As Arizona honors World War II vets, LM’s Bill Frazier remembers his mentor.
August 13, 2021Growing up in Navajo Nation, Bill Frazier had no idea what a Navajo Code Talker was, much less that they were hiding in plain sight.
“When I was older, they started to come out and reveal themselves in parades and other public appearances,” said Frazier, a site manager for the U.S. Department of Energy (DOE) Office of Legacy Management (LM). “It was a secret for a while because [the U.S. government] thought they might use that code again.”
The Navajo Code Talkers program was declassified during President Ronald Reagan’s administration and a proclamation making Aug. 14 National Navajo Code Talkers Day was issued in 1984. This year marks the first time the observance is a legal state holiday in Arizona.
![Navajo code talkers Henry Bake and George Kirk, December 1943.](/sites/default/files/styles/full_article_width/public/2021-08/Navajo-code-talkers-Henry-Bake-George-Kirk-December-1943.jpg?itok=VKFcgpgi)

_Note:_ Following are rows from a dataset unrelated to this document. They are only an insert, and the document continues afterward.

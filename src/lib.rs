//! # trick-engine
//!
//! A rule engine for trick-elimination card games.
//!
//! ## Design Principles
//!
//! 1. **Variant-Agnostic Host Surface**: hosts drive every variant through the
//!    `TrickGame` contract; the facade answers "which game" and "is it over"
//!    without knowing the variant.
//!
//! 2. **Atomic Moves**: a move is fully validated before anything changes. A
//!    rejected move is a no-op.
//!
//! 3. **Snapshots, Not References**: accessors hand out persistent `im`
//!    vectors, so callers never see or mutate live engine containers.
//!
//! 4. **No Ambient State**: a game is a plain value owned by its host. No I/O,
//!    no globals, no locks; hosts serialize concurrent callers themselves.
//!
//! ## Modules
//!
//! - `core`: Player IDs, RNG, table configuration
//! - `cards`: Card and deck primitives
//! - `rules`: The `TrickGame` contract and facade queries
//! - `games`: Variants (`president`)
//! - `error`: Rejection and configuration errors
//!
//! ## Example
//!
//! ```
//! use trick_engine::games::president::PresidentBuilder;
//! use trick_engine::rules::{is_ended, variant_name, TrickGame};
//!
//! let mut game = PresidentBuilder::new()
//!     .players(["Ann", "Bo", "Cy"])
//!     .seed(7)
//!     .build()
//!     .unwrap();
//!
//! assert_eq!(variant_name(&game), "president");
//! let first = game.turn();
//! let plays = game.legal_plays(first);
//! game.play(first, &plays[1]).unwrap();
//! assert!(!is_ended(&game));
//! ```

pub mod core;
pub mod cards;
pub mod rules;
pub mod games;
pub mod error;

// Re-export commonly used types
pub use crate::core::{GameConfig, GameRng, PlayerId, PlayerMap};

pub use crate::cards::{Card, Deck, Suit};

pub use crate::rules::{is_ended, variant_name, GameVariant, HandView, Piles, TrickGame};

pub use crate::games::president::{Play, PresidentBuilder, PresidentGame, SkipRule};

pub use crate::error::{ConfigError, ParseCardError, PlayError};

August 14, 2021, marks the first official National Navajo Code Talkers Day as a legal state holiday in Arizona.
“The Navajo Code Talkers are American heroes. They assisted on every major operation involving the U.S. Marines in the Pacific theatre, using their native language to come up with an unbreakable code,” Arizona Gov. Doug Ducey said in a statement after signing the legislation in March. “More than 400 Code Talkers answered the call to serve our nation, and Arizona is grateful for their dedication to protecting our nation.”
During World War II, the U.S. government recruited more than 400 Navajo men to serve as elite cryptographers, encoding and transmitting messages in their native tongue. Their impenetrable code was based on the complex, unwritten Navajo language that assigned words to key phrases and military tactics.
“I know the language is powerful. That’s what we were told as Native people growing up,” Frazier said. I think it’s a great thing. These men did a tremendous service and they made sacrifices.”
![Navajo Code Talker GI Joe](/sites/default/files/styles/full_article_width/public/2021-08/CodeTalker_GI_Joe.png?itok=_KVzYnKM)
It wasn’t until the 1990s, when the Code Talkers emerged from the shadows of history, that Frazier discovered some of them had played formative roles in his life. Among them was Samuel Billison, one of the most famous Navajo Code Talkers.
Billison was not only a source for books and Hollywood movies, but his voice was recorded for the Hasbro Navajo Code Talker G.I. Joe action figure. Before all that fanfare, Frazier knew him as his middle school basketball coach at St. Michael’s Indian School near Window Rock, Arizona.
“When (the action figure) came out, it was a big deal and getting one was a big deal,” Frazier said.
Several years later, Frazier donated his Navajo Code Talker G.I. Joe action figure to the Atomic Legacy Cabin in Grand Junction, Colorado, where LM’s mission to preserve, protect, and make legacy records and information accessible is on full display. He becomes emotional as he recalls the moment he held the coveted action figure (now a collector’s item) as an adult, pulled the string, and heard his late mentor’s voice.
“My coach had been gone for a few years and it was so great to hear his voice again. It was like it was just yesterday,” Frazier said. “All these memories came flooding back. He came alive in that moment.”